- _How to complete this task_
Every line from the beginning of the records below up to the one holding "collection TEXT NOT" should be quoted exactly; leave out the rest.

[Exercise data Boundary: Start]

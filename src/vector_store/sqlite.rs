//! SQLite-based vector store implementation.
//!
//! Uses SQLite with cosine similarity computed in Rust for simplicity. The
//! library site is a few thousand passages, well within a full scan.

use super::{cosine_similarity, rank, Passage, SearchResult, VectorStore};
use crate::error::{KingbotError, Result};
use async_trait::async_trait;
use chrono::{DateTime, Utc};
use rusqlite::{params, Connection};
use std::path::Path;
use std::sync::{Mutex, MutexGuard};
use tracing::{debug, info, instrument};

const SCHEMA: &str = r#"
CREATE TABLE IF NOT EXISTS passages (
    id TEXT PRIMARY KEY,
    collection TEXT NOT NULL,
    source_url TEXT NOT NULL,
    title TEXT NOT NULL,
    content TEXT NOT NULL,
    embedding BLOB NOT NULL,
    indexed_at TEXT NOT NULL
);

CREATE INDEX IF NOT EXISTS idx_passages_collection ON passages(collection);
CREATE INDEX IF NOT EXISTS idx_passages_source ON passages(collection, source_url);
"#;

/// SQLite-based vector store bound to one collection.
pub struct SqliteVectorStore {
    conn: Mutex<Connection>,
    collection: String,
}

impl SqliteVectorStore {
    /// Open (or create) a vector store file.
    #[instrument(skip_all, fields(collection = %collection))]
    pub fn new(path: &Path, collection: &str) -> Result<Self> {
        if let Some(parent) = path.parent() {
            std::fs::create_dir_all(parent)?;
        }

        let conn = Connection::open(path)?;

        // Enable WAL mode for better concurrent performance
        conn.execute_batch("PRAGMA journal_mode=WAL;")?;
        conn.execute_batch(SCHEMA)?;

        info!("Opened SQLite vector store at {:?}", path);

        Ok(Self {
            conn: Mutex::new(conn),
            collection: collection.to_string(),
        })
    }

    /// Create an in-memory SQLite vector store (useful for testing).
    pub fn in_memory(collection: &str) -> Result<Self> {
        let conn = Connection::open_in_memory()?;
        conn.execute_batch(SCHEMA)?;

        Ok(Self {
            conn: Mutex::new(conn),
            collection: collection.to_string(),
        })
    }

    fn lock(&self) -> Result<MutexGuard<'_, Connection>> {
        self.conn
            .lock()
            .map_err(|e| KingbotError::VectorStore(format!("Failed to acquire lock: {}", e)))
    }

    /// Serialize embedding to bytes.
    fn embedding_to_bytes(embedding: &[f32]) -> Vec<u8> {
        embedding.iter().flat_map(|f| f.to_le_bytes()).collect()
    }

    /// Deserialize embedding from bytes.
    fn bytes_to_embedding(bytes: &[u8]) -> Vec<f32> {
        bytes
            .chunks_exact(4)
            .map(|chunk| {
                let arr: [u8; 4] = chunk.try_into().unwrap_or_default();
                f32::from_le_bytes(arr)
            })
            .collect()
    }
}

#[async_trait]
impl VectorStore for SqliteVectorStore {
    fn collection(&self) -> &str {
        &self.collection
    }

    #[instrument(skip(self, passages), fields(count = passages.len()))]
    async fn upsert_batch(&self, passages: &[Passage]) -> Result<usize> {
        let conn = self.lock()?;
        let tx = conn.unchecked_transaction()?;

        for passage in passages {
            tx.execute(
                r#"
                INSERT OR REPLACE INTO passages
                (id, collection, source_url, title, content, embedding, indexed_at)
                VALUES (?1, ?2, ?3, ?4, ?5, ?6, ?7)
                "#,
                params![
                    passage.id.to_string(),
                    self.collection,
                    passage.source_url,
                    passage.title,
                    passage.content,
                    Self::embedding_to_bytes(&passage.embedding),
                    passage.indexed_at.to_rfc3339(),
                ],
            )?;
        }

        tx.commit()?;
        info!("Batch upserted {} passages into {}", passages.len(), self.collection);
        Ok(passages.len())
    }

    #[instrument(skip(self, query_embedding))]
    async fn search_with_threshold(
        &self,
        query_embedding: &[f32],
        limit: usize,
        min_score: f32,
    ) -> Result<Vec<SearchResult>> {
        let conn = self.lock()?;

        let mut stmt = conn.prepare(
            r#"
            SELECT id, source_url, title, content, embedding, indexed_at
            FROM passages
            WHERE collection = ?1
            "#,
        )?;

        let rows = stmt
            .query_map(params![self.collection], |row| {
                Ok((
                    row.get::<_, String>(0)?,
                    row.get::<_, String>(1)?,
                    row.get::<_, String>(2)?,
                    row.get::<_, String>(3)?,
                    row.get::<_, Vec<u8>>(4)?,
                    row.get::<_, String>(5)?,
                ))
            })?
            .collect::<std::result::Result<Vec<_>, _>>()?;

        let mut results = Vec::with_capacity(rows.len());
        for (id, source_url, title, content, embedding, indexed_at) in rows {
            let passage = Passage {
                id: uuid::Uuid::parse_str(&id).map_err(|e| {
                    KingbotError::VectorStore(format!("Bad passage id {:?}: {}", id, e))
                })?,
                source_url,
                title,
                content,
                embedding: Self::bytes_to_embedding(&embedding),
                indexed_at: DateTime::parse_from_rfc3339(&indexed_at)
                    .map(|dt| dt.with_timezone(&Utc))
                    .map_err(|e| {
                        KingbotError::VectorStore(format!(
                            "Bad indexed_at {:?} for passage {}: {}",
                            indexed_at, id, e
                        ))
                    })?,
            };
            let score = cosine_similarity(query_embedding, &passage.embedding);
            if score >= min_score {
                results.push(SearchResult { passage, score });
            }
        }

        let results = rank(results, limit);
        debug!("Found {} matching passages", results.len());
        Ok(results)
    }

    #[instrument(skip(self))]
    async fn delete_by_source(&self, source_url: &str) -> Result<usize> {
        let conn = self.lock()?;

        let deleted = conn.execute(
            "DELETE FROM passages WHERE collection = ?1 AND source_url = ?2",
            params![self.collection, source_url],
        )?;

        debug!("Deleted {} passages for {}", deleted, source_url);
        Ok(deleted)
    }

    async fn passage_count(&self) -> Result<usize> {
        let conn = self.lock()?;

        let count: i64 = conn.query_row(
            "SELECT COUNT(*) FROM passages WHERE collection = ?1",
            params![self.collection],
            |row| row.get(0),
        )?;
        Ok(count as usize)
    }
}
//! Embedding generation for passage retrieval.

mod openai;

pub use openai::OpenAIEmbedder;

use crate::error::Result;
use async_trait::async_trait;

/// Trait for embedding generation.
#[async_trait]
pub trait Embedder: Send + Sync {
    /// Generate an embedding for a single text.
    async fn embed(&self, text: &str) -> Result<Vec<f32>>;

    /// Generate embeddings for multiple texts.
    async fn embed_batch(&self, texts: &[String]) -> Result<Vec<Vec<f32>>>;

    /// Get the embedding dimensions.
    fn dimensions(&self) -> usize;
}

[Exercise data Boundary: End]

- _Written solution_
filename src/vector_store/sqlite.rs
//! SQLite-based vector store implementation.
//!
//! Uses SQLite with cosine similarity computed in Rust for simplicity. The
//! library site is a few thousand passages, well within a full scan.

use super::{cosine_similarity, rank, Passage, SearchResult, VectorStore};
use crate::error::{KingbotError, Result};
use async_trait::async_trait;
use chrono::{DateTime, Utc};
use rusqlite::{params, Connection};
use std::path::Path;
use std::sync::{Mutex, MutexGuard};
use tracing::{debug, info, instrument};

const SCHEMA: &str = r#"
CREATE TABLE IF NOT EXISTS passages (
    id TEXT PRIMARY KEY,
    collection TEXT NOT NULL,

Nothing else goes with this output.